С догматики начинается то научное знание, которое, в отличие от так называемого stricte ("в строгом смысле слова" (лат.)) идеального научного знания, исходит от действительности. Oно начинается с действительности, чтобы поднять ее до идеальности. Оно не отрицает наличное существование греха, напротив, оно полагает его заранее, объясняя это тем, что исходит из первородного греха в качестве предпосылки. Поскольку при всем том догматика вообще рассматривается крайне редко, часто обнаруживается, что первородный грех настолько ограничен своими рамками, что впечатление от других особенностей догматики не бросается в глаза, но только запутывается, что происходит, скажем, когда в нем: ищут догмат об ангелах, о священном Писании и так далее. Потому догматика не должна разъяснять первородный грех, она уже разъясняет его благодаря тому, что полагает этот грех в качестве предпосылки; подобно водовороту, о котором столь различно говорили греческие натурфилософы, она полагает его как движущееся нечто, которое не способно схватить никакое научное знание.

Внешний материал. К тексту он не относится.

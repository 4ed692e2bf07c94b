//! Read-only report queries over the edit events table.

use sqlx::Row;

use crate::error::{DbError, Result};
use crate::types::{EditorActivity, ReportPeriod};
use crate::DashboardDb;

impl DashboardDb {
    /// Editors ranked by distinct items edited within `period`.
    pub async fn edits_by_editor(
        &self,
        period: &ReportPeriod,
        limit: u32,
    ) -> Result<Vec<EditorActivity>> {
        if limit == 0 {
            return Err(DbError::invalid_input("limit must be positive"));
        }

        let rows = sqlx::query(
            r#"
            SELECT user_email,
                   COUNT(DISTINCT item_uuid) AS items,
                   COUNT(*) AS edits
            FROM dashboard_edit_events
            WHERE event_ts >= $1 AND event_ts <= $2
            GROUP BY user_email
            ORDER BY items DESC, user_email ASC
            LIMIT $3
            "#,
        )
        .bind(period.start)
        .bind(period.end)
        .bind(i64::from(limit))
        .fetch_all(&self.pool)
        .await?;

        rows.iter()
            .map(|row| {
                Ok(EditorActivity {
                    editor: row.try_get("user_email")?,
                    items: row.try_get("items")?,
                    edits: row.try_get("edits")?,
                })
            })
            .collect()
    }
}
//! Per-algorithm pipeline execution.
//!
//! [`AlgorithmPipeline`] drives one algorithm through the staged state
//! machine: stages advance strictly in order, the first failure is
//! terminal for that algorithm only, and cancellation between stages
//! lands in the `Cancelled` terminal state without publishing or
//! notifying.

use super::result::StageResult;
use super::runner::{RunData, RunShared, StageRunner, VersionOutcome};
use super::state::{PipelineState, StageKind};
use crate::catalog::{Algorithm, AlgorithmId};
use crate::equivalence::EquivalenceReport;
use crate::notify::{FailureNotice, Notice};
use serde::{Deserialize, Serialize};
use std::sync::Arc;
use tracing::{info, warn};

/// The complete record of one algorithm's run.
#[derive(Debug, Clone, Serialize, Deserialize)]
pub struct AlgorithmRun {
    /// The algorithm.
    pub algorithm: AlgorithmId,
    /// Terminal (or last reached) pipeline state.
    pub final_state: PipelineState,
    /// Finalized per-stage results in execution order.
    pub stages: Vec<StageResult>,
    /// Equivalence report, when the equivalence stage ran.
    #[serde(default, skip_serializing_if = "Option::is_none")]
    pub equivalence: Option<EquivalenceReport>,
    /// Version outcome, when the version stage ran.
    #[serde(default, skip_serializing_if = "Option::is_none")]
    pub version: Option<VersionOutcome>,
    /// Run-level error outside any stage (e.g. a crashed task).
    #[serde(default, skip_serializing_if = "Option::is_none")]
    pub run_error: Option<String>,
}

impl AlgorithmRun {
    /// Creates a record for a run that failed outside any stage.
    #[must_use]
    pub fn infrastructure_failure(algorithm: AlgorithmId, cause: impl Into<String>) -> Self {
        Self {
            algorithm,
            final_state: PipelineState::Detected,
            stages: Vec::new(),
            equivalence: None,
            version: None,
            run_error: Some(cause.into()),
        }
    }

    /// Returns true if every stage completed.
    #[must_use]
    pub fn succeeded(&self) -> bool {
        self.run_error.is_none() && self.final_state.succeeded()
    }

    /// Returns true if the run was cancelled.
    #[must_use]
    pub fn cancelled(&self) -> bool {
        matches!(self.final_state, PipelineState::Cancelled)
    }
}

/// Drives one algorithm through its stages.
#[derive(Debug)]
pub struct AlgorithmPipeline {
    algorithm: Algorithm,
    shared: Arc<RunShared>,
}

impl AlgorithmPipeline {
    /// Creates a pipeline for one algorithm over the shared run context.
    #[must_use]
    pub fn new(algorithm: Algorithm, shared: Arc<RunShared>) -> Self {
        Self { algorithm, shared }
    }

    /// Runs the pipeline to a terminal state.
    pub async fn run(self) -> AlgorithmRun {
        let release = self.shared.config.release_branch;
        let runner = StageRunner::new(self.shared.clone());
        let mut state = PipelineState::Detected;
        let mut stages = Vec::new();
        let mut data = RunData::default();

        while let Some(stage) = state.next_stage(release) {
            if self.shared.cancel.is_cancelled() {
                let reason = self
                    .shared
                    .cancel
                    .reason()
                    .unwrap_or_else(|| "cancelled".to_string());
                info!(algorithm = %self.algorithm.id, %reason, "pipeline cancelled");
                state = PipelineState::Cancelled;
                break;
            }

            state = PipelineState::Pending(stage);
            let result = runner.run(&self.algorithm, stage, &mut data).await;

            if result.is_failed() {
                let cause = result.error.clone().unwrap_or_else(|| "unknown".to_string());
                let kind = result
                    .error_kind
                    .clone()
                    .unwrap_or_else(|| "infrastructure".to_string());
                stages.push(result);
                state = PipelineState::Failed(stage);
                self.notify_failure(stage, cause, kind).await;
                break;
            }

            stages.push(result);
            state = PipelineState::Done(stage);
        }

        info!(algorithm = %self.algorithm.id, state = %state, "pipeline finished");
        AlgorithmRun {
            algorithm: self.algorithm.id,
            final_state: state,
            stages,
            equivalence: data.equivalence,
            version: data.version,
            run_error: None,
        }
    }

    /// Best-effort failure notification to the owner. A broken notifier
    /// never masks the original stage failure.
    async fn notify_failure(&self, stage: StageKind, cause: String, kind: String) {
        let notice = Notice::Failure(FailureNotice::new(&self.algorithm, stage, cause, kind));
        if let Err(err) = self.shared.ports.notifier.deliver(&notice).await {
            warn!(algorithm = %self.algorithm.id, %stage, %err, "failure notice delivery failed");
        }
    }
}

Вы согласитесь, что применительно к догматике дело обстоит именно так, если снова найдете время осмыслить бессмертные заслуги Шлейермахера перед этой наукой. Его уже давно бросили, выбрав Гегеля, а между тем Шлейермахер был в прекрасном греческом значении слова мыслителем, который говорил только о том, что знал, тогда как Гегель, несмотря на все свои превосходные качества и исполинскую ученость, во всех достижениях только лишний раз напоминает о том, что был в немецком значении слова профессором философии огромного масштаба, поскольку ему а tout prix ("любой ценой" (франц.)) нужно было все разъяснять.
Стало быть, новая наука начинается с догматики в том же смысле, в каком имманентная наука начинается с метафизики. Здесь этика опять-таки находит свое место в качестве науки, которая ставит осознание догматикой действительности как задачу действительности. Такая этика не игнорирует грех и имеет свою идеальность не в том, что она идеально требует, — нет, ее идеальность состоит в проникающем насквозь осознании действительности, действительности греха, причем следует заметить, что это происходит отнюдь не с метафизическим легкомыслием или же с психологическим сладострастием.

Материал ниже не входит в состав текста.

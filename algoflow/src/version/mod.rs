//! Semantic versioning: version values, commit classification and the
//! commit-driven bump resolver.

mod commits;
mod resolver;
mod semver;

pub use commits::{classify, CommitKind};
pub use resolver::{release_tag, VersionDecision, VersionResolver};
pub use semver::{BumpKind, SemVer};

Тут легко заметить различие в движении, равно как и то, что этика, о которой мы сейчас говорим, принадлежит иному порядку вещей. Первая этика внезапно натыкалась на греховность отдельного индивида. Потому, безо всяких попыток разъяснить это, трудности должны были становиться все больше, пока грех отдельного человека не расширялся до всеобщего греха рода. Тут появлялась догматика, предлагавшая свое понятие первородного греха. Новая же этика заранее полагает догматику в качестве предпосылки, а с нею — и первородный грех; уже исходя из этого, она разъясняет грех отдельного индивида, между тем как идеальность одновременно полагается как задача, хотя и не в движении сверху вниз, но в движении снизу вверх.

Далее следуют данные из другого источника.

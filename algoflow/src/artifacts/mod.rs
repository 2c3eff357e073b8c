//! Structured output files for external collaborators.
//!
//! Everything downstream tooling acts on is written here: the affected
//! list consumed by the scheduler, per-algorithm equivalence reports and
//! release notes, and the persisted version state (VERSION, metadata,
//! changelog) inside each algorithm directory.

use crate::catalog::{Algorithm, AlgorithmId, METADATA_FILE};
use crate::equivalence::EquivalenceReport;
use crate::errors::PipelineError;
use crate::version::VersionDecision;
use chrono::Utc;
use serde::Serialize;
use std::fmt::Write as _;
use std::fs;
use std::path::{Path, PathBuf};
use tracing::debug;

/// Writes run artifacts under a configured output directory.
#[derive(Debug, Clone)]
pub struct ArtifactWriter {
    output_dir: PathBuf,
}

impl ArtifactWriter {
    /// Creates a writer rooted at `output_dir`.
    #[must_use]
    pub fn new(output_dir: impl Into<PathBuf>) -> Self {
        Self {
            output_dir: output_dir.into(),
        }
    }

    /// Returns the output root.
    #[must_use]
    pub fn output_dir(&self) -> &Path {
        &self.output_dir
    }

    fn algorithm_dir(&self, algorithm: &AlgorithmId) -> Result<PathBuf, PipelineError> {
        let dir = self.output_dir.join(algorithm.as_str());
        fs::create_dir_all(&dir)?;
        Ok(dir)
    }

    /// Writes the affected-algorithm list, one identity per line in
    /// detection order.
    pub fn write_affected_list(
        &self,
        affected: &[AlgorithmId],
    ) -> Result<PathBuf, PipelineError> {
        fs::create_dir_all(&self.output_dir)?;
        let path = self.output_dir.join("affected_algorithms.txt");
        let mut body = String::new();
        for id in affected {
            body.push_str(id.as_str());
            body.push('\n');
        }
        fs::write(&path, body)?;
        debug!(path = %path.display(), count = affected.len(), "wrote affected list");
        Ok(path)
    }

    /// Writes one algorithm's equivalence report as pretty JSON.
    pub fn write_equivalence_report(
        &self,
        algorithm: &AlgorithmId,
        report: &EquivalenceReport,
    ) -> Result<PathBuf, PipelineError> {
        let path = self.algorithm_dir(algorithm)?.join("equivalence_report.json");
        fs::write(&path, report.to_json()?)?;
        debug!(path = %path.display(), "wrote equivalence report");
        Ok(path)
    }

    /// Writes the run-level report as pretty JSON.
    pub fn write_run_report<T: Serialize>(&self, report: &T) -> Result<PathBuf, PipelineError> {
        fs::create_dir_all(&self.output_dir)?;
        let path = self.output_dir.join("run_report.json");
        fs::write(&path, serde_json::to_string_pretty(report)?)?;
        Ok(path)
    }

    /// Writes the release-notes markdown for one algorithm.
    pub fn write_release_notes(
        &self,
        algorithm: &AlgorithmId,
        decision: &VersionDecision,
        equivalence: Option<&EquivalenceReport>,
        api_diff: Option<&str>,
    ) -> Result<PathBuf, PipelineError> {
        let mut notes = String::new();
        let _ = writeln!(
            notes,
            "# {algorithm} v{} -- Release Notes\n",
            decision.next
        );
        let _ = writeln!(notes, "**Date**: {}\n", Utc::now().format("%Y-%m-%d"));

        if let Some(report) = equivalence {
            let _ = writeln!(notes, "## Equivalence Summary\n");
            let _ = writeln!(notes, "| Metric | Value |");
            let _ = writeln!(notes, "|--------|-------|");
            let _ = writeln!(notes, "| Total tests | {} |", report.total_tests);
            let _ = writeln!(notes, "| All passed | {} |", report.all_passed);
            let _ = writeln!(
                notes,
                "| Max absolute error | {:.2e} |",
                report.max_absolute_error
            );
            let _ = writeln!(
                notes,
                "| Max relative error | {:.2e} |\n",
                report.max_relative_error
            );
        }

        let _ = writeln!(notes, "## API Changes\n");
        match api_diff {
            Some(diff) => {
                let _ = writeln!(notes, "```diff\n{diff}\n```\n");
            }
            None => {
                let _ = writeln!(notes, "No API signature changes\n");
            }
        }

        if decision.released() {
            let _ = writeln!(notes, "## Install\n");
            let _ = writeln!(
                notes,
                "```bash\nconan install --requires={algorithm}/{} --remote=nexus\n```",
                decision.next
            );
        }

        let path = self.algorithm_dir(algorithm)?.join("release_notes.md");
        fs::write(&path, notes)?;
        Ok(path)
    }

    /// Persists a released version into the algorithm directory: the
    /// plain-text `VERSION` file, the rewritten metadata record, and a
    /// changelog entry prepended to `CHANGELOG.md`.
    pub fn persist_version(
        &self,
        algorithm: &Algorithm,
        decision: &VersionDecision,
        subjects: &[String],
    ) -> Result<(), PipelineError> {
        let dir = &algorithm.dir;
        fs::create_dir_all(dir)?;

        fs::write(dir.join("VERSION"), format!("{}\n", decision.next))?;

        let mut meta = algorithm.to_meta();
        meta.version = decision.next.to_string();
        fs::write(
            dir.join(METADATA_FILE),
            serde_json::to_string_pretty(&meta)?,
        )?;

        let mut entry = String::new();
        let bump = decision
            .bump
            .map_or_else(|| "none".to_string(), |b| b.to_string());
        let _ = writeln!(
            entry,
            "## {} - {} ({bump})\n",
            decision.next,
            Utc::now().format("%Y-%m-%d")
        );
        for subject in subjects {
            let _ = writeln!(entry, "- {subject}");
        }
        entry.push('\n');

        let changelog = dir.join("CHANGELOG.md");
        let existing = fs::read_to_string(&changelog).unwrap_or_default();
        fs::write(&changelog, format!("{entry}{existing}"))?;

        debug!(algorithm = %algorithm.id, version = %decision.next, "persisted version state");
        Ok(())
    }
}

#[cfg(test)]
mod tests {
    use super::*;
    use crate::equivalence::CaseOutcome;
    use crate::version::{BumpKind, SemVer};

    fn algorithm(dir: &Path) -> Algorithm {
        Algorithm {
            id: AlgorithmId::new("kalman_filter"),
            owner: "algorithm-team".to_string(),
            owner_email: "algorithm-team@example.com".to_string(),
            consumers: Vec::new(),
            version: SemVer::new(0, 1, 0),
            dependencies: Vec::new(),
            dir: dir.join("kalman_filter"),
        }
    }

    fn decision() -> VersionDecision {
        VersionDecision {
            previous: SemVer::new(0, 1, 0),
            bump: Some(BumpKind::Minor),
            next: SemVer::new(0, 2, 0),
        }
    }

    #[test]
    fn test_affected_list_order_and_format() {
        let tmp = tempfile::tempdir().unwrap();
        let writer = ArtifactWriter::new(tmp.path());

        let path = writer
            .write_affected_list(&[
                AlgorithmId::new("pid_controller"),
                AlgorithmId::new("kalman_filter"),
            ])
            .unwrap();

        let body = fs::read_to_string(path).unwrap();
        assert_eq!(body, "pid_controller\nkalman_filter\n");
    }

    #[test]
    fn test_equivalence_report_path() {
        let tmp = tempfile::tempdir().unwrap();
        let writer = ArtifactWriter::new(tmp.path());
        let report = EquivalenceReport::from_details(
            "kalman_filter",
            vec![CaseOutcome::passed("t", 0.0, 0.0, 1e-10)],
        );

        let path = writer
            .write_equivalence_report(&AlgorithmId::new("kalman_filter"), &report)
            .unwrap();

        assert!(path.ends_with("kalman_filter/equivalence_report.json"));
        let parsed: serde_json::Value =
            serde_json::from_str(&fs::read_to_string(path).unwrap()).unwrap();
        assert_eq!(parsed["all_passed"], true);
    }

    #[test]
    fn test_persist_version_writes_all_three_files() {
        let tmp = tempfile::tempdir().unwrap();
        let writer = ArtifactWriter::new(tmp.path().join("out"));
        let algorithm = algorithm(tmp.path());

        writer
            .persist_version(&algorithm, &decision(), &["feat: add mode".to_string()])
            .unwrap();

        let version = fs::read_to_string(algorithm.dir.join("VERSION")).unwrap();
        assert_eq!(version, "0.2.0\n");

        let meta: serde_json::Value =
            serde_json::from_str(&fs::read_to_string(algorithm.dir.join(METADATA_FILE)).unwrap())
                .unwrap();
        assert_eq!(meta["version"], "0.2.0");

        let changelog = fs::read_to_string(algorithm.dir.join("CHANGELOG.md")).unwrap();
        assert!(changelog.starts_with("## 0.2.0"));
        assert!(changelog.contains("- feat: add mode"));
    }

    #[test]
    fn test_changelog_entries_prepend() {
        let tmp = tempfile::tempdir().unwrap();
        let writer = ArtifactWriter::new(tmp.path().join("out"));
        let algorithm = algorithm(tmp.path());

        writer.persist_version(&algorithm, &decision(), &[]).unwrap();
        let second = VersionDecision {
            previous: SemVer::new(0, 2, 0),
            bump: Some(BumpKind::Patch),
            next: SemVer::new(0, 2, 1),
        };
        writer.persist_version(&algorithm, &second, &[]).unwrap();

        let changelog = fs::read_to_string(algorithm.dir.join("CHANGELOG.md")).unwrap();
        let first_pos = changelog.find("## 0.2.1").unwrap();
        let second_pos = changelog.find("## 0.2.0").unwrap();
        assert!(first_pos < second_pos);
    }

    #[test]
    fn test_release_notes_content() {
        let tmp = tempfile::tempdir().unwrap();
        let writer = ArtifactWriter::new(tmp.path());
        let report = EquivalenceReport::from_details(
            "kalman_filter",
            vec![CaseOutcome::passed("t", 1e-14, 1e-13, 1e-10)],
        );

        let path = writer
            .write_release_notes(
                &AlgorithmId::new("kalman_filter"),
                &decision(),
                Some(&report),
                None,
            )
            .unwrap();

        let notes = fs::read_to_string(path).unwrap();
        assert!(notes.contains("# kalman_filter v0.2.0"));
        assert!(notes.contains("No API signature changes"));
        assert!(notes.contains("conan install --requires=kalman_filter/0.2.0"));
    }
}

Как известно, Аристотель использовал обозначение ????? ????????? ("первая философия" (греч.)), называя так прежде всего метафизику, хотя временами он включал в нее и часть того, что, по нашим понятиям, относится к теологии. Совершенно нормально, что в язычестве теология и должна была рассматриваться таким образом; и тот же изъян в бесконечной сплошной рефлексии привел к тому, что театр в язычестве обрел реальность как своего рода служение Богу. Если теперь попытаться абстрагироваться от этой двусмысленности, можно использовать такое обозначение, понимая под ????? ????????? научную тотальность, которую можно было бы назвать языческой и чьей сущностью остается имманентность, или, в греческих терминах, воспоминание; под secunda philosophia ("вторая философия" (лат.)) можно понимать ту философию, чьей сущностью является трансцендентность, или повторение .
Стало быть, понятие греха, по сути, не принадлежит никакой науке, и только вторая этика может рассматривать его проявления, хотя и не возникновение (Tilblivelse). Начни же его рассматривать какая-либо иная наука, это понятие окажется искаженным. Это и будет происходить — чтобы уж подойти поближе к нашему замыслу, — если за дело возьмется психология.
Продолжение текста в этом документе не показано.